The shopping mecca has already diversified its tenancy after losing several large stores in recent years. In July, Jordan’s Furniture took over an anchor space that was occupied by a Bon-Ton department store from 2013 to 2017 and by Filene’s until 2006.
Round 1 Bowling and Amusement recently opened in the former Sports Authority space. And while Sears, another anchor store, closed in September, more than 100 other purveyors remain, including Best Buy, Macy’s and J.C. Penney.
Brookfield also owns the North Point Mall in Alpharetta, Georgia, an Atlanta suburb where in 2019 the city council approved a mixed-use redevelopment plan for a former Sears department store, Harbison said. The 24,000-square-foot project calls for more than 300 apartments, a bike-friendly system similar to Atlanta’s Beltline, a fountain inspired by Centennial Olympic Park and greenspace intended to create a “live, work and play” experience.
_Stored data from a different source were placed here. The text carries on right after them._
//! Value shaping applied to every mapped column before it is loaded

use super::row::FieldValue;

/// Textual form date/time values are written in
pub const DATETIME_FORMAT: &str = "%Y-%m-%d %H:%M:%S";

/// A value ready to be bound as a statement parameter
#[derive(Debug, Clone, PartialEq)]
pub enum ShapedValue {
    /// Written as a literal SQL NULL
    Null,
    Bool(bool),
    Int(i64),
    Float(f64),
    Text(String),
}

impl ShapedValue {
    pub fn is_null(&self) -> bool {
        matches!(self, ShapedValue::Null)
    }
}

/// Shape one value for loading
///
/// Date/times become `YYYY-MM-DD HH:MM:SS` text, arrays and objects become
/// JSON text, nulls stay NULL and everything else passes through.
pub fn shape_value(value: &FieldValue) -> ShapedValue {
    match value {
        FieldValue::Null => ShapedValue::Null,
        FieldValue::Bool(v) => ShapedValue::Bool(*v),
        FieldValue::Int(v) => ShapedValue::Int(*v),
        FieldValue::Float(v) => ShapedValue::Float(*v),
        FieldValue::Text(v) => ShapedValue::Text(v.clone()),
        FieldValue::DateTime(v) => ShapedValue::Text(v.format(DATETIME_FORMAT).to_string()),
        FieldValue::Json(json) => shape_json(json),
    }
}

fn shape_json(json: &serde_json::Value) -> ShapedValue {
    use serde_json::Value;

    match json {
        Value::Null => ShapedValue::Null,
        Value::Bool(v) => ShapedValue::Bool(*v),
        Value::Number(n) => match n.as_i64() {
            Some(i) => ShapedValue::Int(i),
            None => n
                .as_f64()
                .map(ShapedValue::Float)
                .unwrap_or_else(|| ShapedValue::Text(n.to_string())),
        },
        Value::String(s) => ShapedValue::Text(s.clone()),
        Value::Array(_) | Value::Object(_) => ShapedValue::Text(json.to_string()),
    }
}

/// Shape a missing column the same way as an explicit null
pub fn shape_optional(value: Option<&FieldValue>) -> ShapedValue {
    value.map(shape_value).unwrap_or(ShapedValue::Null)
}

#[cfg(test)]
mod tests {
    use super::*;
    use chrono::NaiveDate;
    use serde_json::json;

    #[test]
    fn test_datetime_is_normalized() {
        let dt = NaiveDate::from_ymd_opt(2023, 7, 4)
            .and_then(|d| d.and_hms_milli_opt(9, 5, 3, 250));
        let shaped = shape_value(&FieldValue::from(dt));
        assert_eq!(shaped, ShapedValue::Text("2023-07-04 09:05:03".into()));
    }

    #[test]
    fn test_composites_become_json_text() {
        let shaped = shape_value(&FieldValue::Json(json!(["a", 1])));
        assert_eq!(shaped, ShapedValue::Text(r#"["a",1]"#.into()));

        let shaped = shape_value(&FieldValue::Json(json!({"k": true})));
        assert_eq!(shaped, ShapedValue::Text(r#"{"k":true}"#.into()));
    }

    #[test]
    fn test_json_scalars_pass_through() {
        assert_eq!(shape_value(&FieldValue::Json(json!(3))), ShapedValue::Int(3));
        assert_eq!(shape_value(&FieldValue::Json(json!(1.5))), ShapedValue::Float(1.5));
        assert_eq!(
            shape_value(&FieldValue::Json(json!("x"))),
            ShapedValue::Text("x".into())
        );
    }

    #[test]
    fn test_nulls_and_missing_columns() {
        assert!(shape_value(&FieldValue::Null).is_null());
        assert!(shape_value(&FieldValue::Json(serde_json::Value::Null)).is_null());
        assert!(shape_optional(None).is_null());
        assert_eq!(
            shape_optional(Some(&FieldValue::Text("kept".into()))),
            ShapedValue::Text("kept".into())
        );
    }
}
The plan for the Maine Mall shows a new main street that would bisect the property and connect Gorham Road to Philbrook Avenue near the turnpike access road. The main street would run past J.C. Penney and the proposed transportation center.
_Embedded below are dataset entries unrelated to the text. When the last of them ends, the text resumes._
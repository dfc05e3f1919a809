//! Process driver: one transfer engine per configured module, fanned out in parallel

use futures::future::join_all;
use serde::Serialize;
use tracing::{error, info};

use crate::config::EtlConfig;
use crate::error::{EtlError, EtlResult};
use crate::queue::{DrainReport, QueueProgress};
use crate::registry::{ModuleRegistry, ResolvedModule};
use crate::store::Stores;
use crate::transfer::{EngineSettings, PopulateReport, TransferEngine};

/// How one module's run ended
#[derive(Debug)]
pub struct ModuleReport {
    pub name: String,
    /// Population result on member 0; `None` when skipped or not the populator
    pub populated: Option<PopulateReport>,
    pub outcome: EtlResult<DrainReport>,
}

/// Outcome of a full run across every configured module
#[derive(Debug, Default)]
pub struct RunReport {
    pub modules: Vec<ModuleReport>,
}

impl RunReport {
    pub fn is_success(&self) -> bool {
        self.modules.iter().all(|m| m.outcome.is_ok())
    }

    pub fn failures(&self) -> impl Iterator<Item = (&str, &EtlError)> {
        self.modules
            .iter()
            .filter_map(|m| m.outcome.as_ref().err().map(|e| (m.name.as_str(), e)))
    }

    /// Batches completed and failed across all modules that finished
    pub fn totals(&self) -> DrainReport {
        let mut total = DrainReport::default();
        for report in self.modules.iter().filter_map(|m| m.outcome.as_ref().ok()) {
            total += *report;
        }
        total
    }
}

/// Queue state of one module
#[derive(Debug, Clone, Serialize)]
pub struct ModuleProgress {
    pub name: String,
    pub source_table: String,
    pub destination_table: String,
    pub progress: QueueProgress,
}

/// Rows removed by a reset of one module
#[derive(Debug, Clone, Copy, Default, PartialEq, Eq, Serialize)]
pub struct ResetReport {
    pub destination_rows: u64,
    pub queue_items: u64,
}

pub struct Driver {
    engines: Vec<(String, TransferEngine)>,
    stores: Stores,
    settings: EngineSettings,
}

impl Driver {
    pub fn new(modules: Vec<ResolvedModule>, stores: Stores, settings: EngineSettings) -> Self {
        let engines = modules
            .into_iter()
            .map(|module| {
                let engine = TransferEngine::new(module.spec, &stores, settings.clone());
                (module.name, engine)
            })
            .collect();

        Self {
            engines,
            stores,
            settings,
        }
    }

    /// Resolve the configured modules and build their engines
    pub fn from_config(
        config: &EtlConfig,
        registry: &ModuleRegistry,
        stores: Stores,
    ) -> EtlResult<Self> {
        let modules = registry.resolve(&config.modules)?;
        let settings = EngineSettings::from_config(config)?;
        Ok(Self::new(modules, stores, settings))
    }

    pub fn module_names(&self) -> Vec<&str> {
        self.engines.iter().map(|(name, _)| name.as_str()).collect()
    }

    pub fn engine(&self, name: &str) -> Option<&TransferEngine> {
        self.engines
            .iter()
            .find(|(module, _)| module == name)
            .map(|(_, engine)| engine)
    }

    /// Populate every module in parallel, each under its population lock
    pub async fn populate_all(&self) -> Vec<(String, EtlResult<Option<PopulateReport>>)> {
        let results = join_all(self.engines.iter().map(|(_, engine)| engine.populate_guarded())).await;

        self.engines
            .iter()
            .zip(results)
            .map(|((name, _), result)| {
                if let Err(err) = &result {
                    error!(module = %name, error = %err, "Population failed");
                }
                (name.clone(), result)
            })
            .collect()
    }

    /// Populate (member 0 only), then drain every module in parallel
    ///
    /// A module whose population failed is not drained. Failures never stop
    /// the other modules; they are collected in the report.
    pub async fn run(&self) -> RunReport {
        let cluster_id = self.settings.cluster_id;
        info!(
            cluster_id,
            modules = ?self.module_names(),
            "Starting ETL run on cluster #{}",
            cluster_id
        );

        let mut populated: Vec<Option<EtlResult<Option<PopulateReport>>>> =
            self.engines.iter().map(|_| None).collect();

        if self.settings.is_populator() {
            for (slot, (_, result)) in populated.iter_mut().zip(self.populate_all().await) {
                *slot = Some(result);
            }
            info!("Queue population finished, starting workers");
        }

        let runs = self
            .engines
            .iter()
            .zip(populated)
            .map(|((name, engine), population)| async move {
                let (populated, outcome) = match population {
                    Some(Err(err)) => (None, Err(err)),
                    Some(Ok(report)) => (report, engine.process().await),
                    None => (None, engine.process().await),
                };

                match &outcome {
                    Ok(report) => info!(
                        module = %name,
                        completed = report.completed,
                        failed = report.failed,
                        "Module finished"
                    ),
                    Err(err) => error!(module = %name, error = %err, "Module stopped"),
                }

                ModuleReport {
                    name: name.clone(),
                    populated,
                    outcome,
                }
            });

        RunReport {
            modules: join_all(runs).await,
        }
    }

    pub async fn progress(&self) -> EtlResult<Vec<ModuleProgress>> {
        let mut all = Vec::with_capacity(self.engines.len());
        for (name, engine) in &self.engines {
            let pair = engine.pair();
            all.push(ModuleProgress {
                name: name.clone(),
                source_table: pair.source_table.clone(),
                destination_table: pair.destination_table.clone(),
                progress: engine.queue().progress().await?,
            });
        }
        Ok(all)
    }

    /// Send FAILED items of every module back to WAITING
    pub async fn requeue_failed(&self) -> EtlResult<Vec<(String, u64)>> {
        let mut moved = Vec::with_capacity(self.engines.len());
        for (name, engine) in &self.engines {
            let count = engine.queue().requeue_failed().await?;
            info!(module = %name, requeued = count, "Requeued failed batches");
            moved.push((name.clone(), count));
        }
        Ok(moved)
    }

    /// Send RUNNING items of every module back to WAITING
    ///
    /// For batches orphaned by a crashed worker; run it only while no worker is active.
    pub async fn requeue_running(&self) -> EtlResult<Vec<(String, u64)>> {
        let mut moved = Vec::with_capacity(self.engines.len());
        for (name, engine) in &self.engines {
            let count = engine.queue().requeue_running().await?;
            info!(module = %name, requeued = count, "Requeued running batches");
            moved.push((name.clone(), count));
        }
        Ok(moved)
    }

    /// Delete destination rows and queue items of every module
    pub async fn reset(&self) -> EtlResult<Vec<(String, ResetReport)>> {
        let mut reports = Vec::with_capacity(self.engines.len());
        for (name, engine) in &self.engines {
            let destination_rows = self
                .stores
                .destination
                .clear_table(&engine.spec().destination_table)
                .await?;
            let queue_items = engine.queue().clear().await?;

            info!(
                module = %name,
                destination_rows,
                queue_items,
                "Reset state of {}",
                engine.pair()
            );
            reports.push((
                name.clone(),
                ResetReport {
                    destination_rows,
                    queue_items,
                },
            ));
        }
        Ok(reports)
    }
}

impl std::fmt::Debug for Driver {
    fn fmt(&self, f: &mut std::fmt::Formatter<'_>) -> std::fmt::Result {
        f.debug_struct("Driver")
            .field("modules", &self.module_names())
            .field("settings", &self.settings)
            .finish_non_exhaustive()
    }
}

#[cfg(test)]
#[allow(clippy::unwrap_used)]
mod tests {
    use super::*;
    use crate::modules::{customers, orders};
    use crate::queue::QueueStatus;
    use crate::store::memory::{MemoryStore, Operation};
    use crate::transfer::{BackoffPolicy, Row};
    use std::sync::Arc;
    use std::time::Duration;

    fn config(cluster_id: u32, cluster_size: u32) -> EtlConfig {
        EtlConfig {
            modules: vec!["customers".into(), "orders".into()],
            cluster_id,
            cluster_size,
            stagger_secs: 0,
            max_retries: 1,
            retry_base_delay_ms: 5,
            ..EtlConfig::default()
        }
    }

    fn seed(store: &MemoryStore) {
        store.insert_rows(
            customers::SOURCE_TABLE,
            (1..=12).map(|id| {
                Row::new()
                    .with("id", id as i64)
                    .with("FullName", format!("Customer {id}"))
                    .with("Email", format!("C{id}@EXAMPLE.com"))
            }),
        );
        store.insert_rows(
            orders::SOURCE_TABLE,
            (1..=4).map(|id| {
                Row::new()
                    .with("id", id as i64)
                    .with("CustomerId", 1i64)
                    .with("Quantity", 2i64)
                    .with("UnitPrice", 5.0)
                    .with("Status", if id == 2 { "X" } else { "N" })
            }),
        );
    }

    fn driver(store: &Arc<MemoryStore>, config: &EtlConfig) -> Driver {
        Driver::from_config(config, &ModuleRegistry::builtin(), Stores::memory(store.clone()))
            .unwrap()
    }

    #[tokio::test]
    async fn test_run_moves_every_module() {
        let store = Arc::new(MemoryStore::new());
        seed(&store);

        let report = driver(&store, &config(0, 0)).run().await;

        assert!(report.is_success());
        assert_eq!(report.totals(), DrainReport { completed: 3, failed: 0 });
        assert_eq!(store.rows(customers::DESTINATION_TABLE).len(), 12);
        assert_eq!(store.rows(orders::DESTINATION_TABLE).len(), 3);

        let customers_report = &report.modules[0];
        assert_eq!(customers_report.name, "customers");
        assert_eq!(customers_report.populated.unwrap().batches, 2);
    }

    #[tokio::test]
    async fn test_unknown_module_fails_before_any_work() {
        let store = Arc::new(MemoryStore::new());
        let config = EtlConfig {
            modules: vec!["customers".into(), "nope".into()],
            ..config(0, 0)
        };

        let err = Driver::from_config(&config, &ModuleRegistry::builtin(), Stores::memory(store.clone()))
            .unwrap_err();

        assert!(matches!(err, EtlError::UnknownModule { .. }));
        assert_eq!(store.calls(Operation::SourceIds), 0);
    }

    #[tokio::test]
    async fn test_non_zero_member_only_drains() {
        let store = Arc::new(MemoryStore::new());
        seed(&store);

        let report = driver(&store, &config(1, 2)).run().await;

        assert!(report.is_success());
        assert!(report.modules.iter().all(|m| m.populated.is_none()));
        assert_eq!(store.calls(Operation::SourceIds), 0);
    }

    #[tokio::test(start_paused = true)]
    async fn test_failed_module_does_not_stop_the_others() {
        let store = Arc::new(MemoryStore::new());
        seed(&store);
        store.reject_id(orders::DESTINATION_TABLE, 3);

        let report = driver(&store, &config(0, 0)).run().await;

        assert!(!report.is_success());
        let failures: Vec<&str> = report.failures().map(|(name, _)| name).collect();
        assert_eq!(failures, vec!["orders"]);
        assert_eq!(store.rows(customers::DESTINATION_TABLE).len(), 12);

        let failed = store
            .queue_items()
            .into_iter()
            .find(|i| i.source_table == orders::SOURCE_TABLE)
            .unwrap();
        assert_eq!(failed.status, QueueStatus::Failed);
        assert_eq!(failed.attempts, 1);
    }

    #[tokio::test(start_paused = true)]
    async fn test_population_failure_skips_draining_that_module() {
        let store = Arc::new(MemoryStore::new());
        seed(&store);
        // Two attempts per module: both first attempts and one retry fail
        store.fail_next(Operation::SourceIds, 3);

        let driver = driver(&store, &config(0, 0));
        let report = driver.run().await;

        assert_eq!(report.failures().count(), 1);
        let failed = report.modules.iter().find(|m| m.outcome.is_err()).unwrap();
        assert!(failed.populated.is_none());
    }

    #[tokio::test(start_paused = true)]
    async fn test_requeue_failed_moves_items_back_to_waiting() {
        let store = Arc::new(MemoryStore::new());
        seed(&store);
        store.reject_id(orders::DESTINATION_TABLE, 3);
        let driver = driver(&store, &config(0, 0));
        assert!(!driver.run().await.is_success());

        let moved = driver.requeue_failed().await.unwrap();
        assert_eq!(moved, vec![("customers".to_string(), 0), ("orders".to_string(), 1)]);

        let progress = driver.progress().await.unwrap();
        assert_eq!(progress[1].progress.waiting, 1);
        assert_eq!(progress[0].progress.completed, 2);
    }

    #[tokio::test]
    async fn test_requeue_running_recovers_orphaned_batches() {
        let store = Arc::new(MemoryStore::new());
        seed(&store);
        let driver = driver(&store, &config(0, 0));
        driver.populate_all().await;

        // A worker claimed a batch and died before recording the outcome
        let queue = driver.engine("customers").unwrap().queue();
        let orphan = queue.claim_next(0).await.unwrap().unwrap();

        let moved = driver.requeue_running().await.unwrap();
        assert_eq!(moved, vec![("customers".to_string(), 1), ("orders".to_string(), 0)]);
        assert_eq!(store.queue_item(orphan.id).unwrap().status, QueueStatus::Waiting);

        let report = driver.run().await;
        assert!(report.is_success());
        assert_eq!(store.rows(customers::DESTINATION_TABLE).len(), 12);
    }

    #[tokio::test]
    async fn test_reset_clears_destination_and_queue() {
        let store = Arc::new(MemoryStore::new());
        seed(&store);
        let driver = driver(&store, &config(0, 0));
        assert!(driver.run().await.is_success());

        let reports = driver.reset().await.unwrap();

        assert_eq!(reports[0].1, ResetReport { destination_rows: 12, queue_items: 2 });
        assert_eq!(reports[1].1, ResetReport { destination_rows: 3, queue_items: 1 });
        assert!(store.queue_items().is_empty());
        assert_eq!(store.rows(customers::SOURCE_TABLE).len(), 12);
    }

    #[test]
    fn test_settings_come_from_config() {
        let store = Arc::new(MemoryStore::new());
        let driver = driver(&store, &config(0, 0));
        let engine = driver.engine("orders").unwrap();

        assert_eq!(
            engine.settings().backoff,
            BackoffPolicy::new(1, Duration::from_millis(5))
        );
        assert_eq!(driver.module_names(), vec!["customers", "orders"]);
    }
}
A new street grid would allow mixed development across the property, including two- to three-story retail buildings, four- to five-story commercial/office buildings, seven- to eight-story residential buildings and several smaller parking areas and green-roofed parking garages topped with grass and shrubs.
The plan also shows a hotel and convention center, an open air market, a ball field, several parks and open spaces, and a restored section of Long Creek’s South Branch wending its way through the neighborhood.
The plan suggests a variety of planning and zoning initiatives the city should take to help make it a reality. The plan is expected to be incorporated into the city’s comprehensive plan in the coming months. Exactly when and how the plan takes effect remains to be seen.
“It’s a long-term vision,” Josh Reny said. “Hopefully we get there over time.”
Correction: This story was updated at 2:30 p.m. Monday, Nov. 9, 2020, to correct the location of Round 1 Bowling.